:: Task item ::
Each line of the data below holding the word "UnknownFieldPolicy" must be copied.

(Stored data)
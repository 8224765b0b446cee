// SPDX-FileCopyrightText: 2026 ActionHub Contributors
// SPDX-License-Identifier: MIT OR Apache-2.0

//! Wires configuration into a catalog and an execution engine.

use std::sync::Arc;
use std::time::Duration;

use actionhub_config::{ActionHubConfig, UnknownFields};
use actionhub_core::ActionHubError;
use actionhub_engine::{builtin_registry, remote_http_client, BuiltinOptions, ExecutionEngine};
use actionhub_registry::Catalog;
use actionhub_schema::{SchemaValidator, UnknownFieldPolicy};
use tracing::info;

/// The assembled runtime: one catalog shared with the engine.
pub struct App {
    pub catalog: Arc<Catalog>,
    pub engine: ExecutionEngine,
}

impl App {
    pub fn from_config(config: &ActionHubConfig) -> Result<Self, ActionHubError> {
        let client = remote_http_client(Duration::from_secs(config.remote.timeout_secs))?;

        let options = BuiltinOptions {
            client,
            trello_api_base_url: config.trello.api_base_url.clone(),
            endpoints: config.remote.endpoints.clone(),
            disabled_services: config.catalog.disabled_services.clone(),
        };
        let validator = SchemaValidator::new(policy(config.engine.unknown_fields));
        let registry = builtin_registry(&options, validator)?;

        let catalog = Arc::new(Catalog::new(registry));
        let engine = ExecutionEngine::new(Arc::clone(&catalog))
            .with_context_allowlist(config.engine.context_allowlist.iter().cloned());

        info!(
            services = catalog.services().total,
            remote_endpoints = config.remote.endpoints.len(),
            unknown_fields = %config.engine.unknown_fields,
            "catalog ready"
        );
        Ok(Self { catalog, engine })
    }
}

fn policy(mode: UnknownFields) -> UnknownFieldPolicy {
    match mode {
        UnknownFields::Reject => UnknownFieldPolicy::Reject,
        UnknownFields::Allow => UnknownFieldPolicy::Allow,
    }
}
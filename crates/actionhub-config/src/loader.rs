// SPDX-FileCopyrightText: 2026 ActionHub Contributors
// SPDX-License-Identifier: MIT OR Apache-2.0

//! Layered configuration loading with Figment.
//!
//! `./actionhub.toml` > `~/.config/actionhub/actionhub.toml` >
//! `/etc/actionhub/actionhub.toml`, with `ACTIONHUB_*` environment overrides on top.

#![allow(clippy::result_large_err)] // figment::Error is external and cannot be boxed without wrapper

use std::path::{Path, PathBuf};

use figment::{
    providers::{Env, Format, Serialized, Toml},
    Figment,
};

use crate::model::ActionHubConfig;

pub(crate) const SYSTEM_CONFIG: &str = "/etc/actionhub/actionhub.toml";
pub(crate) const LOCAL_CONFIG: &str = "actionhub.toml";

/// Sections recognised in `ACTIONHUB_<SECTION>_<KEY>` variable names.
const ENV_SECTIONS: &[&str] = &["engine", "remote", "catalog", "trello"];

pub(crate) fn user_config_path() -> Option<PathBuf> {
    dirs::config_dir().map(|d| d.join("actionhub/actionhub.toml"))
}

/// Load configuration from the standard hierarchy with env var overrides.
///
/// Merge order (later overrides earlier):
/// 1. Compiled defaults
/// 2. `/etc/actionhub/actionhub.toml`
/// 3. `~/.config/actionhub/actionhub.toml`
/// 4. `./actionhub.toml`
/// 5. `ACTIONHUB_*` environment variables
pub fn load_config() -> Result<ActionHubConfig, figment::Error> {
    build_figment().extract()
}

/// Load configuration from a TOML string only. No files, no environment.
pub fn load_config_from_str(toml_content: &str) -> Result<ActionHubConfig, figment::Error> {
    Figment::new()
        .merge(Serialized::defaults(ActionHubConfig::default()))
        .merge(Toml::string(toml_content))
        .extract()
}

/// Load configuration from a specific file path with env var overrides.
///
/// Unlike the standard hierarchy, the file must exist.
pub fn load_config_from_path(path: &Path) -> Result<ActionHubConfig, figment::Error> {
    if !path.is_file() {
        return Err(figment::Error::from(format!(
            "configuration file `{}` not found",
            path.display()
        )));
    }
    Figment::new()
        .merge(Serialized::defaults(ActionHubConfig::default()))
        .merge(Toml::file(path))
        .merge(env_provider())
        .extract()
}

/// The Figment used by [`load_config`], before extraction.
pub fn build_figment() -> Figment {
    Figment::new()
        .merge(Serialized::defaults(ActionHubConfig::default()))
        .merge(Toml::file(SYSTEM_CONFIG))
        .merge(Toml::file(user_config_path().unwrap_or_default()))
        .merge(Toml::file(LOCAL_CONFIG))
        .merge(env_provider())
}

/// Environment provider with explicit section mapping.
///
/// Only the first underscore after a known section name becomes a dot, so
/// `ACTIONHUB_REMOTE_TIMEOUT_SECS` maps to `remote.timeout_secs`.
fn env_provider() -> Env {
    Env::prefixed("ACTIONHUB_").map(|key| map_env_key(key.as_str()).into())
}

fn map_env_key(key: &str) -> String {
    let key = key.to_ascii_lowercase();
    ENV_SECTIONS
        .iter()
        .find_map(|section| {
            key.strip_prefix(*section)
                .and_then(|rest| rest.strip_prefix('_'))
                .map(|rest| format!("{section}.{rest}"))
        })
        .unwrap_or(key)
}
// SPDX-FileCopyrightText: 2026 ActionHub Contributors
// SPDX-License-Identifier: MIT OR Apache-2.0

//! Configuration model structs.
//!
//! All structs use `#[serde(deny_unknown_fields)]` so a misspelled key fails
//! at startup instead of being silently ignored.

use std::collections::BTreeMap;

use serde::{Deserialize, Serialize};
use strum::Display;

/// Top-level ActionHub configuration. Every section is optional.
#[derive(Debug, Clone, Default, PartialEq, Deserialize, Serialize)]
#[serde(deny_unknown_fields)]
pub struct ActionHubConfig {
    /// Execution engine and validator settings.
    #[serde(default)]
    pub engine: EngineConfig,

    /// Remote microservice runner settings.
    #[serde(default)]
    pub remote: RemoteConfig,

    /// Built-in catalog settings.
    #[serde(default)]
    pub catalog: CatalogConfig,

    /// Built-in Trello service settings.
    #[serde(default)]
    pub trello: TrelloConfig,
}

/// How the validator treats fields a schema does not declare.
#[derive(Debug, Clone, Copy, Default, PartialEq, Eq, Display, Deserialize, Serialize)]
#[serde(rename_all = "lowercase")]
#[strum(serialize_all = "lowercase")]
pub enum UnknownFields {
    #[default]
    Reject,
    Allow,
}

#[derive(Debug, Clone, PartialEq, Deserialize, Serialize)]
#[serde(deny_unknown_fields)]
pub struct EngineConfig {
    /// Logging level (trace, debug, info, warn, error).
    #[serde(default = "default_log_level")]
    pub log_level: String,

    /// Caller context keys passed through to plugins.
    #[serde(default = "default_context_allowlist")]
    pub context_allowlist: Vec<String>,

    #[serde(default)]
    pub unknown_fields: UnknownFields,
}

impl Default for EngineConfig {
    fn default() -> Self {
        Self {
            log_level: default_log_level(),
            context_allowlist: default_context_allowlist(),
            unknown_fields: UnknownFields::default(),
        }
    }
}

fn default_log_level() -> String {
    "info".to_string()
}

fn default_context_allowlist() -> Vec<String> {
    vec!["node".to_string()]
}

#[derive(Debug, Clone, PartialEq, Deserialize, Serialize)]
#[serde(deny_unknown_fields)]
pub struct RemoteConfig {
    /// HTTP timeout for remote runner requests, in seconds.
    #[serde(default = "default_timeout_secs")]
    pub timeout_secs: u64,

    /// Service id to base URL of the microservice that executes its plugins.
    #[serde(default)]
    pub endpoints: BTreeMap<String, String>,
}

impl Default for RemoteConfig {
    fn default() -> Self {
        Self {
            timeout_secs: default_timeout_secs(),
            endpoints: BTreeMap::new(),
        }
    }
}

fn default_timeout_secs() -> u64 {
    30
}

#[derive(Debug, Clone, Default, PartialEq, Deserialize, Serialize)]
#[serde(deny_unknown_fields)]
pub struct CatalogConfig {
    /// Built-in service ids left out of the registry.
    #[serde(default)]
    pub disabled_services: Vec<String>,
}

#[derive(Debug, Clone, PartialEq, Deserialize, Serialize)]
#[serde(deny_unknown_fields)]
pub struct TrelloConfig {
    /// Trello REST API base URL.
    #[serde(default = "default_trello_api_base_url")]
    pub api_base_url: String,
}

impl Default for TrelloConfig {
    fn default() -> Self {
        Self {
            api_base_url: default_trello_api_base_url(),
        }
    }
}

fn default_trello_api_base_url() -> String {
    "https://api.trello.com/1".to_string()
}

:: Your solution ::
use actionhub_schema::{SchemaValidator, UnknownFieldPolicy};
fn policy(mode: UnknownFields) -> UnknownFieldPolicy {
        UnknownFields::Reject => UnknownFieldPolicy::Reject,
        UnknownFields::Allow => UnknownFieldPolicy::Allow,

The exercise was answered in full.